O que vocês leem aqui não são minhas palavras. Ainda durmo. Portanto, são meus sonhos. Palavras oníricas. Feitas de traços de memória, pequenos esquecimentos, lembranças infantis, desejos inconfessos, árvores por subir, ossos fraturados. O sol se aproxima e cochicha alguma coisa em meus ouvidos. Não ouço o final porque o vento o leva para detrás das nuvens. Dentre elas existem substantivos escondidos. Tento saber em qual delas estará o teu nome. Um sorriso aparece por detrás de marionetes. São autômatos que vem brincar comigo. Parece um dia de festa. Todo domingo deveria ser dia de festa. Agora crianças surgem de todos os lados e me puxam para pular corda. A corda trançada é enorme e faz um belo arco no céu enquanto as crianças pulam flutuando. Meu avô diz que é hora de irmos ao circo. Não caibo em mim de tanto contentamento. Palhaços me excitam e causam-me terror. O que haverá por detrás da máscara que esconde a máscara do rosto? Há um circo com trapezistas. Sou um deles. Equilibro-me em palavras. Algumas parecem não suportar meu peso. São frágeis minhas palavras. Vou cair. Vertigo!

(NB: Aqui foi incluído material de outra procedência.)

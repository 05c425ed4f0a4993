use std::sync::Arc;

use ami_browser::BrowserSession;
use ami_domain::config::Config;
use ami_engine::TaskRegistry;
use ami_memory::client::MemoryProvider;
use ami_providers::ProviderRegistry;

use crate::settings::SettingsStore;

/// Shared application state passed to all API handlers.
///
/// Everything is constructed explicitly at daemon startup (see
/// `bootstrap`) and torn down with the process — no module-level
/// singletons.
#[derive(Clone)]
pub struct AppState {
    pub config: Arc<Config>,
    pub registry: Arc<TaskRegistry>,
    pub providers: Arc<ProviderRegistry>,
    pub memory: Arc<dyn MemoryProvider>,
    /// `None` until a browser engine is configured; browser work then
    /// fails with a config error, nothing else does.
    pub browser: Option<Arc<BrowserSession>>,
    pub settings: Arc<SettingsStore>,
    /// SHA-256 of the API bearer token. `None` = local dev mode.
    pub api_token_hash: Option<Vec<u8>>,
}
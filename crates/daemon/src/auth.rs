//! Bearer-token auth for the cloud-proxying endpoints.
//!
//! The token is hashed once at startup; requests are compared in
//! constant time. Local-only endpoints stay anonymous.

use axum::extract::{Request, State};
use axum::http::StatusCode;
use axum::middleware::Next;
use axum::response::{IntoResponse, Response};
use sha2::{Digest, Sha256};
use subtle::ConstantTimeEq;

use crate::state::AppState;

pub fn hash_token(token: &str) -> Vec<u8> {
    Sha256::digest(token.as_bytes()).to_vec()
}

fn bearer_matches(state: &AppState, header: Option<&str>) -> bool {
    let Some(expected) = &state.api_token_hash else {
        return true; // dev mode
    };
    let Some(header) = header else {
        return false;
    };
    let Some(token) = header.strip_prefix("Bearer ") else {
        return false;
    };
    hash_token(token).ct_eq(expected).into()
}

/// Middleware for routes that proxy to the cloud backend.
pub async fn require_bearer(
    State(state): State<AppState>,
    request: Request,
    next: Next,
) -> Response {
    let header = request
        .headers()
        .get(axum::http::header::AUTHORIZATION)
        .and_then(|v| v.to_str().ok());
    if !bearer_matches(&state, header) {
        return (
            StatusCode::UNAUTHORIZED,
            axum::Json(serde_json::json!({"error": "invalid or missing bearer token"})),
        )
            .into_response();
    }
    next.run(request).await
}

#[cfg(test)]
mod tests {
    use super::*;

    #[test]
    fn hash_is_stable_and_distinct() {
        assert_eq!(hash_token("secret"), hash_token("secret"));
        assert_ne!(hash_token("secret"), hash_token("Secret"));
        assert_eq!(hash_token("secret").len(), 32);
    }
}
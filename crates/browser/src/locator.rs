//! Element locator fallback used by recording replay.
//!
//! Recorded operations carry several identifying hints; at replay time
//! each is tried in a fixed order until one resolves: XPath, then `id`,
//! then `name` on form elements, then visible text on links, buttons,
//! and spans.

use serde_json::Value;

use ami_domain::error::Result;

use crate::driver::{BrowserDriver, PageId};

/// Identifying hints captured for one element.
#[derive(Debug, Clone, Default)]
pub struct LocatorSpec {
    pub xpath: Option<String>,
    pub element_id: Option<String>,
    pub element_name: Option<String>,
    pub text: Option<String>,
}

/// One resolution attempt: a tier label and the probe script.
#[derive(Debug, Clone, PartialEq, Eq)]
pub struct LocatorTier {
    pub tier: &'static str,
    pub js: String,
}

/// The ordered fallback chain for a spec. Empty hints produce no tier.
pub fn tiers(spec: &LocatorSpec) -> Vec<LocatorTier> {
    let mut out = Vec::new();

    if let Some(xpath) = &spec.xpath {
        out.push(LocatorTier {
            tier: "xpath",
            js: format!(
                "document.evaluate({}, document, null, \
                 XPathResult.FIRST_ORDERED_NODE_TYPE, null).singleNodeValue !== null",
                js_string(xpath)
            ),
        });
    }
    if let Some(id) = &spec.element_id {
        out.push(LocatorTier {
            tier: "id",
            js: format!("document.getElementById({}) !== null", js_string(id)),
        });
    }
    if let Some(name) = &spec.element_name {
        out.push(LocatorTier {
            tier: "name",
            js: format!(
                "document.querySelector('input[name=' + CSS.escape({}) + '], \
                 select[name=' + CSS.escape({0}) + '], \
                 textarea[name=' + CSS.escape({0}) + ']') !== null",
                js_string(name)
            ),
        });
    }
    if let Some(text) = &spec.text {
        out.push(LocatorTier {
            tier: "text",
            js: format!(
                "Array.from(document.querySelectorAll('a, button, span'))\
                 .some(el => el.textContent.trim() === {})",
                js_string(text)
            ),
        });
    }

    out
}

/// Try each tier against the live page; the first hit wins.
///
/// Returns the tier label that resolved, or `None` when every hint
/// fell through.
pub async fn resolve(
    driver: &dyn BrowserDriver,
    page: &PageId,
    spec: &LocatorSpec,
) -> Result<Option<&'static str>> {
    for tier in tiers(spec) {
        match driver.evaluate(page, &tier.js).await? {
            Value::Bool(true) => return Ok(Some(tier.tier)),
            _ => continue,
        }
    }
    Ok(None)
}

/// JSON-escape a string for embedding in a probe script.
fn js_string(s: &str) -> String {
    serde_json::to_string(s).unwrap_or_else(|_| "\"\"".into())
}
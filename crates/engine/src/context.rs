//! Context-size control for the agent loop.
//!
//! When the estimated token count exceeds the ceiling, old tool_result
//! contents are replaced in place with a truncation marker, oldest
//! first, until the estimate falls below the safe threshold. Messages
//! are never removed, merged, or summarized — the call/result skeleton
//! stays intact so the model still knows what it did.

use ami_domain::tool::{ContentPart, Message, MessageContent};
use ami_tools::truncate::TRUNCATION_MARKER;

/// Rough chars-per-token heuristic.
const CHARS_PER_TOKEN: usize = 4;

/// Truncation stops once the estimate is below this fraction of the
/// ceiling.
const SAFE_FRACTION_NUM: usize = 3;
const SAFE_FRACTION_DEN: usize = 4;

/// Approximate token count of a message log plus its system prompt.
pub fn estimate_tokens(system: &str, messages: &[Message]) -> usize {
    let chars: usize = system.len()
        + messages
            .iter()
            .map(|m| m.content.approx_chars() + 16)
            .sum::<usize>();
    chars / CHARS_PER_TOKEN
}

/// In-place truncation pass. Returns how many tool_result blocks were
/// replaced. No-op while the estimate is within the ceiling.
pub fn enforce_ceiling(system: &str, messages: &mut [Message], ceiling_tokens: usize) -> usize {
    if estimate_tokens(system, messages) <= ceiling_tokens {
        return 0;
    }
    let target = ceiling_tokens * SAFE_FRACTION_NUM / SAFE_FRACTION_DEN;
    let mut replaced = 0;

    for i in 0..messages.len() {
        let mut touched = false;
        if let MessageContent::Parts(parts) = &mut messages[i].content {
            for part in parts.iter_mut() {
                if let ContentPart::ToolResult { content, .. } = part {
                    if content == TRUNCATION_MARKER {
                        continue;
                    }
                    *content = TRUNCATION_MARKER.to_owned();
                    replaced += 1;
                    touched = true;
                }
            }
        }
        if touched && estimate_tokens(system, messages) <= target {
            return replaced;
        }
    }
    replaced
}

#[cfg(test)]
mod tests {
    use super::*;
    use ami_domain::tool::Role;

    fn tool_exchange(id: &str, result_chars: usize) -> [Message; 2] {
        [
            Message::assistant_parts(vec![ContentPart::ToolUse {
                id: id.into(),
                name: "browser_snapshot".into(),
                input: serde_json::json!({}),
            }]),
            Message::tool_results(vec![ContentPart::ToolResult {
                tool_use_id: id.into(),
                content: "x".repeat(result_chars),
                is_error: false,
            }]),
        ]
    }

    #[test]
    fn under_ceiling_is_untouched() {
        let mut messages: Vec<Message> = tool_exchange("a", 100).into();
        let before = serde_json::to_string(&messages).unwrap();
        assert_eq!(enforce_ceiling("sys", &mut messages, 10_000), 0);
        assert_eq!(serde_json::to_string(&messages).unwrap(), before);
    }

    #[test]
    fn truncates_oldest_first_until_safe() {
        let mut messages: Vec<Message> = Vec::new();
        for (i, chars) in [40_000usize, 40_000, 400].iter().enumerate() {
            messages.extend(tool_exchange(&format!("c{i}"), *chars));
        }
        // ~20k tokens of results against a 12k ceiling.
        let replaced = enforce_ceiling("", &mut messages, 12_000);
        assert!(replaced >= 1);

        // Oldest result is gone; the newest small one survives.
        let first_result = &messages[1];
        match &first_result.content {
            MessageContent::Parts(parts) => match &parts[0] {
                ContentPart::ToolResult { content, .. } => {
                    assert_eq!(content, TRUNCATION_MARKER)
                }
                other => panic!("wrong part: {other:?}"),
            },
            other => panic!("wrong content: {other:?}"),
        }
        let last_result = messages.last().unwrap();
        match &last_result.content {
            MessageContent::Parts(parts) => match &parts[0] {
                ContentPart::ToolResult { content, .. } => {
                    assert_eq!(content.len(), 400)
                }
                other => panic!("wrong part: {other:?}"),
            },
            other => panic!("wrong content: {other:?}"),
        }
    }

    #[test]
    fn never_removes_messages_and_keeps_linkage() {
        let mut messages: Vec<Message> = Vec::new();
        for i in 0..4 {
            messages.extend(tool_exchange(&format!("c{i}"), 50_000));
        }
        let count_before = messages.len();
        enforce_ceiling("", &mut messages, 1_000);
        assert_eq!(messages.len(), count_before);

        // Every tool_use still has its matching tool_result.
        for pair in messages.chunks(2) {
            let (tool_use_id, result_id) = match (&pair[0].content, &pair[1].content) {
                (MessageContent::Parts(a), MessageContent::Parts(b)) => {
                    let use_id = match &a[0] {
                        ContentPart::ToolUse { id, .. } => id.clone(),
                        other => panic!("wrong part: {other:?}"),
                    };
                    let result_id = match &b[0] {
                        ContentPart::ToolResult { tool_use_id, .. } => tool_use_id.clone(),
                        other => panic!("wrong part: {other:?}"),
                    };
                    (use_id, result_id)
                }
                _ => panic!("unexpected shape"),
            };
            assert_eq!(tool_use_id, result_id);
        }
        assert_eq!(pair_roles(&messages), vec![Role::Assistant, Role::User].repeat(4));
    }

    fn pair_roles(messages: &[Message]) -> Vec<Role> {
        messages.iter().map(|m| m.role).collect()
    }

    #[test]
    fn already_truncated_results_are_skipped() {
        let mut messages: Vec<Message> = tool_exchange("a", 50_000).into();
        enforce_ceiling("", &mut messages, 1_000);
        // Second pass finds nothing new to replace.
        assert_eq!(enforce_ceiling("", &mut messages, 1_000), 0);
    }

    #[test]
    fn estimate_counts_system_prompt() {
        let messages = vec![Message::user("hello")];
        let small = estimate_tokens("", &messages);
        let large = estimate_tokens(&"s".repeat(4_000), &messages);
        assert!(large > small + 900);
    }
}
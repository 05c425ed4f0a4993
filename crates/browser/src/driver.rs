//! The CDP-style driver contract.
//!
//! Everything the daemon needs from the browser engine, expressed as a
//! trait so the engine itself stays an external collaborator. A real
//! implementation speaks DevTools protocol to a Chromium-family
//! browser; tests use scripted fakes; an unconfigured daemon uses
//! [`DisconnectedDriver`].

use async_trait::async_trait;
use serde::{Deserialize, Serialize};
use serde_json::Value;

use ami_domain::error::{Error, Result};

use crate::snapshot::PageSnapshot;

/// Opaque page identifier assigned by the driver.
#[derive(Debug, Clone, PartialEq, Eq, Hash, Serialize, Deserialize)]
pub struct PageId(pub String);

impl std::fmt::Display for PageId {
    fn fmt(&self, f: &mut std::fmt::Formatter<'_>) -> std::fmt::Result {
        f.write_str(&self.0)
    }
}

#[derive(Debug, Clone, Copy, PartialEq, Eq)]
pub enum MouseAction {
    Click,
    DoubleClick,
    RightClick,
}

/// What a page action reported back.
#[derive(Debug, Clone, Default)]
pub struct ActionOutcome {
    /// Set when the action opened a new tab.
    pub opened_tab: Option<PageId>,
}

/// Page-level primitives of the remote browser.
///
/// Implementations raise [`Error::BrowserPageClosed`] when the target
/// page no longer exists; the session layer translates that into a
/// recoverable, agent-friendly message.
#[async_trait]
pub trait BrowserDriver: Send + Sync {
    async fn create_page(&self) -> Result<PageId>;
    async fn close_page(&self, page: &PageId) -> Result<()>;

    async fn navigate(&self, page: &PageId, url: &str) -> Result<()>;
    /// -1 = back, +1 = forward.
    async fn history(&self, page: &PageId, delta: i32) -> Result<()>;
    async fn current_url(&self, page: &PageId) -> Result<String>;
    async fn title(&self, page: &PageId) -> Result<String>;

    async fn click(&self, page: &PageId, ref_id: &str) -> Result<ActionOutcome>;
    async fn type_text(&self, page: &PageId, ref_id: &str, text: &str) -> Result<ActionOutcome>;
    async fn select_option(&self, page: &PageId, ref_id: &str, value: &str)
        -> Result<ActionOutcome>;
    async fn press_keys(&self, page: &PageId, keys: &[String]) -> Result<ActionOutcome>;
    async fn scroll(&self, page: &PageId, dx: i64, dy: i64) -> Result<ActionOutcome>;
    async fn mouse(&self, page: &PageId, x: f64, y: f64, action: MouseAction)
        -> Result<ActionOutcome>;

    async fn snapshot(&self, page: &PageId) -> Result<PageSnapshot>;
    /// PNG screenshot as a data URI.
    async fn screenshot(&self, page: &PageId) -> Result<String>;
    /// Evaluate JavaScript in the page, returning its JSON result.
    async fn evaluate(&self, page: &PageId, js: &str) -> Result<Value>;
}

// ━━━━━━━━━━━━━━━━━━━━━━━━━━━━━━━━━━━━━━━━━━━━━━━━━━━━━━━━━━━━━━━━━━
// Disconnected driver
// ━━━━━━━━━━━━━━━━━━━━━━━━━━━━━━━━━━━━━━━━━━━━━━━━━━━━━━━━━━━━━━━━━━

/// Placeholder driver used when no CDP endpoint is configured.
///
/// Every call fails with a config error naming the missing setting so
/// only browser work fails, never the daemon.
#[derive(Debug, Default, Clone, Copy)]
pub struct DisconnectedDriver;

impl DisconnectedDriver {
    fn unavailable<T>(&self) -> Result<T> {
        Err(Error::Config(
            "no browser engine connected: set browser.cdp_port (or AMI_CDP_PORT)".into(),
        ))
    }
}

#[async_trait]
impl BrowserDriver for DisconnectedDriver {
    async fn create_page(&self) -> Result<PageId> {
        self.unavailable()
    }
    async fn close_page(&self, _page: &PageId) -> Result<()> {
        self.unavailable()
    }
    async fn navigate(&self, _page: &PageId, _url: &str) -> Result<()> {
        self.unavailable()
    }
    async fn history(&self, _page: &PageId, _delta: i32) -> Result<()> {
        self.unavailable()
    }
    async fn current_url(&self, _page: &PageId) -> Result<String> {
        self.unavailable()
    }
    async fn title(&self, _page: &PageId) -> Result<String> {
        self.unavailable()
    }
    async fn click(&self, _page: &PageId, _ref_id: &str) -> Result<ActionOutcome> {
        self.unavailable()
    }
    async fn type_text(&self, _page: &PageId, _ref_id: &str, _text: &str) -> Result<ActionOutcome> {
        self.unavailable()
    }
    async fn select_option(
        &self,
        _page: &PageId,
        _ref_id: &str,
        _value: &str,
    ) -> Result<ActionOutcome> {
        self.unavailable()
    }
    async fn press_keys(&self, _page: &PageId, _keys: &[String]) -> Result<ActionOutcome> {
        self.unavailable()
    }
    async fn scroll(&self, _page: &PageId, _dx: i64, _dy: i64) -> Result<ActionOutcome> {
        self.unavailable()
    }
    async fn mouse(
        &self,
        _page: &PageId,
        _x: f64,
        _y: f64,
        _action: MouseAction,
    ) -> Result<ActionOutcome> {
        self.unavailable()
    }
    async fn snapshot(&self, _page: &PageId) -> Result<PageSnapshot> {
        self.unavailable()
    }
    async fn screenshot(&self, _page: &PageId) -> Result<String> {
        self.unavailable()
    }
    async fn evaluate(&self, _page: &PageId, _js: &str) -> Result<Value> {
        self.unavailable()
    }
}

#[cfg(test)]
mod tests {
    use super::*;

    #[tokio::test]
    async fn disconnected_driver_reports_config_error() {
        let err = DisconnectedDriver.create_page().await.unwrap_err();
        assert_eq!(err.kind(), "CONFIG");
        assert!(err.to_string().contains("cdp_port"));
    }
}
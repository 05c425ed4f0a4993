//! File-backed user settings and integrations under the daemon home.
//!
//! `settings.json` holds credentials plus free-form overrides;
//! credential reads through the API are always masked.
//! `integrations.json` tracks installed third-party integrations.

use std::collections::HashMap;
use std::path::PathBuf;

use chrono::{DateTime, Utc};
use parking_lot::Mutex;
use serde::{Deserialize, Serialize};
use serde_json::Value;

use ami_domain::error::{Error, Result};

// ━━━━━━━━━━━━━━━━━━━━━━━━━━━━━━━━━━━━━━━━━━━━━━━━━━━━━━━━━━━━━━━━━━
// Shapes
// ━━━━━━━━━━━━━━━━━━━━━━━━━━━━━━━━━━━━━━━━━━━━━━━━━━━━━━━━━━━━━━━━━━

#[derive(Debug, Clone, Serialize, Deserialize, Default)]
pub struct Settings {
    #[serde(default)]
    pub credentials: HashMap<String, Credential>,
    /// Free-form overrides (budget_*, llm_* …) passed through verbatim.
    #[serde(flatten)]
    pub extra: serde_json::Map<String, Value>,
}

#[derive(Debug, Clone, Serialize, Deserialize, Default)]
pub struct Credential {
    #[serde(default, skip_serializing_if = "Option::is_none")]
    pub api_key: Option<String>,
}

#[derive(Debug, Clone, Serialize, Deserialize, Default)]
pub struct Integrations {
    #[serde(default)]
    pub installed: Vec<String>,
    #[serde(default)]
    pub configs: HashMap<String, IntegrationConfig>,
}

#[derive(Debug, Clone, Serialize, Deserialize)]
pub struct IntegrationConfig {
    #[serde(default, skip_serializing_if = "Option::is_none")]
    pub api_key: Option<String>,
    pub configured_at: DateTime<Utc>,
}

// ━━━━━━━━━━━━━━━━━━━━━━━━━━━━━━━━━━━━━━━━━━━━━━━━━━━━━━━━━━━━━━━━━━
// Store
// ━━━━━━━━━━━━━━━━━━━━━━━━━━━━━━━━━━━━━━━━━━━━━━━━━━━━━━━━━━━━━━━━━━

pub struct SettingsStore {
    settings_path: PathBuf,
    integrations_path: PathBuf,
    settings: Mutex<Settings>,
    integrations: Mutex<Integrations>,
}

impl SettingsStore {
    /// Load both files (missing files mean defaults).
    pub fn open(settings_path: PathBuf, integrations_path: PathBuf) -> Result<Self> {
        let settings = read_json(&settings_path)?.unwrap_or_default();
        let integrations = read_json(&integrations_path)?.unwrap_or_default();
        Ok(Self {
            settings_path,
            integrations_path,
            settings: Mutex::new(settings),
            integrations: Mutex::new(integrations),
        })
    }

    pub fn settings(&self) -> Settings {
        self.settings.lock().clone()
    }

    /// Shallow-merge a JSON patch into the settings and persist.
    pub fn update_settings(&self, patch: Value) -> Result<Settings> {
        let Value::Object(patch) = patch else {
            return Err(Error::InvalidInput("settings patch must be an object".into()));
        };

        let mut settings = self.settings.lock();
        for (key, value) in patch {
            if key == "credentials" {
                let credentials: HashMap<String, Credential> = serde_json::from_value(value)
                    .map_err(|e| Error::InvalidInput(format!("bad credentials shape: {e}")))?;
                settings.credentials.extend(credentials);
            } else if value.is_null() {
                settings.extra.remove(&key);
            } else {
                settings.extra.insert(key, value);
            }
        }
        write_json(&self.settings_path, &*settings)?;
        Ok(settings.clone())
    }

    /// Credentials projection with masked keys.
    pub fn masked_credentials(&self) -> Value {
        let settings = self.settings.lock();
        let masked: serde_json::Map<String, Value> = settings
            .credentials
            .iter()
            .map(|(provider, cred)| {
                let key = cred
                    .api_key
                    .as_deref()
                    .map(mask_key)
                    .unwrap_or_else(|| "(not set)".into());
                (provider.clone(), serde_json::json!({ "api_key": key }))
            })
            .collect();
        Value::Object(masked)
    }

    // ── integrations ─────────────────────────────────────────────────

    pub fn integrations(&self) -> Integrations {
        self.integrations.lock().clone()
    }

    pub fn install_integration(&self, id: &str, api_key: Option<String>) -> Result<()> {
        let mut integrations = self.integrations.lock();
        if !integrations.installed.iter().any(|i| i == id) {
            integrations.installed.push(id.to_owned());
        }
        integrations.configs.insert(
            id.to_owned(),
            IntegrationConfig {
                api_key,
                configured_at: Utc::now(),
            },
        );
        write_json(&self.integrations_path, &*integrations)
    }

    pub fn remove_integration(&self, id: &str) -> Result<bool> {
        let mut integrations = self.integrations.lock();
        let existed = integrations.installed.iter().any(|i| i == id);
        integrations.installed.retain(|i| i != id);
        integrations.configs.remove(id);
        write_json(&self.integrations_path, &*integrations)?;
        Ok(existed)
    }
}

/// First 6 + `***` + last 4; short keys are fully masked.
pub fn mask_key(key: &str) -> String {
    if key.len() <= 10 {
        return "***".into();
    }
    format!("{}***{}", &key[..6], &key[key.len() - 4..])
}

// ── file helpers ───────────────────────────────────────────────────

fn read_json<T: serde::de::DeserializeOwned>(path: &PathBuf) -> Result<Option<T>> {
    match std::fs::read_to_string(path) {
        Ok(text) => Ok(Some(serde_json::from_str(&text)?)),
        Err(e) if e.kind() == std::io::ErrorKind::NotFound => Ok(None),
        Err(e) => Err(Error::Io(e)),
    }
}

fn write_json<T: Serialize>(path: &PathBuf, value: &T) -> Result<()> {
    if let Some(parent) = path.parent() {
        std::fs::create_dir_all(parent)?;
    }
    let tmp = path.with_extension("json.tmp");
    std::fs::write(&tmp, serde_json::to_string_pretty(value)?)?;
    std::fs::rename(&tmp, path)?;
    Ok(())
}

#[cfg(test)]
mod tests {
    use super::*;
    use tempfile::TempDir;

    fn store(dir: &TempDir) -> SettingsStore {
        SettingsStore::open(
            dir.path().join("settings.json"),
            dir.path().join("integrations.json"),
        )
        .unwrap()
    }

    #[test]
    fn mask_key_shapes() {
        assert_eq!(mask_key("sk-ant-abcdef1234567890"), "sk-ant***7890");
        assert_eq!(mask_key("short"), "***");
    }

    #[test]
    fn settings_roundtrip_via_disk() {
        let dir = TempDir::new().unwrap();
        {
            let s = store(&dir);
            s.update_settings(serde_json::json!({
                "credentials": {"anthropic": {"api_key": "sk-ant-abcdef1234567890"}},
                "budget_monthly_usd": 25
            }))
            .unwrap();
        }
        // Fresh store reloads from disk.
        let s = store(&dir);
        let settings = s.settings();
        assert_eq!(
            settings.credentials["anthropic"].api_key.as_deref(),
            Some("sk-ant-abcdef1234567890")
        );
        assert_eq!(settings.extra["budget_monthly_usd"], 25);
    }

    #[test]
    fn masked_credentials_never_leak_keys() {
        let dir = TempDir::new().unwrap();
        let s = store(&dir);
        s.update_settings(serde_json::json!({
            "credentials": {"anthropic": {"api_key": "sk-ant-abcdef1234567890"}}
        }))
        .unwrap();
        let masked = s.masked_credentials();
        let text = masked.to_string();
        assert!(text.contains("sk-ant***7890"));
        assert!(!text.contains("abcdef123456"));
    }

    #[test]
    fn null_removes_extra_key() {
        let dir = TempDir::new().unwrap();
        let s = store(&dir);
        s.update_settings(serde_json::json!({"llm_model": "claude"})).unwrap();
        s.update_settings(serde_json::json!({"llm_model": null})).unwrap();
        assert!(s.settings().extra.get("llm_model").is_none());
    }

    #[test]
    fn integrations_install_and_remove() {
        let dir = TempDir::new().unwrap();
        let s = store(&dir);
        s.install_integration("notion", Some("key123".into())).unwrap();
        s.install_integration("notion", Some("key456".into())).unwrap();

        let integrations = s.integrations();
        assert_eq!(integrations.installed, vec!["notion"]);
        assert_eq!(
            integrations.configs["notion"].api_key.as_deref(),
            Some("key456")
        );

        assert!(s.remove_integration("notion").unwrap());
        assert!(!s.remove_integration("notion").unwrap());
        assert!(s.integrations().installed.is_empty());
    }

    #[test]
    fn bad_patch_shape_is_rejected() {
        let dir = TempDir::new().unwrap();
        let s = store(&dir);
        assert!(s.update_settings(serde_json::json!([1, 2, 3])).is_err());
    }
}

quinta-feira, 1 de dezembro de 2011

Van Gogh



Estava cansado de andar e resolvi calçar Van Gogh. Assim, descansei meus olhos, desamarrei meu dia e, descalço, pude sentir o preço da leveza. Peguei tinta e pincel e, com eles, escrevi o seu nome sobre uma tela de linho branca. Escrevi com diversos tipos de letras e todas as cores disponíveis. Seu nome estampado virou um vestido que colava em teu corpo. E você flutuava em letras comigo pelos canais de Amsterdã. Nas tardes cansadas, um arcoíris flanava por entre as nuvens. Então, exaustos, íamos tomar um vinho na velha estalagem. Você sorria e, afagando meus cabelos, me fazia deitar em seu colo até sonhar colorido.
Estava cansado de andar e resolvi calçar Van Gogh. Assim, descansei meus olhos nos teus e desamarrei o dia.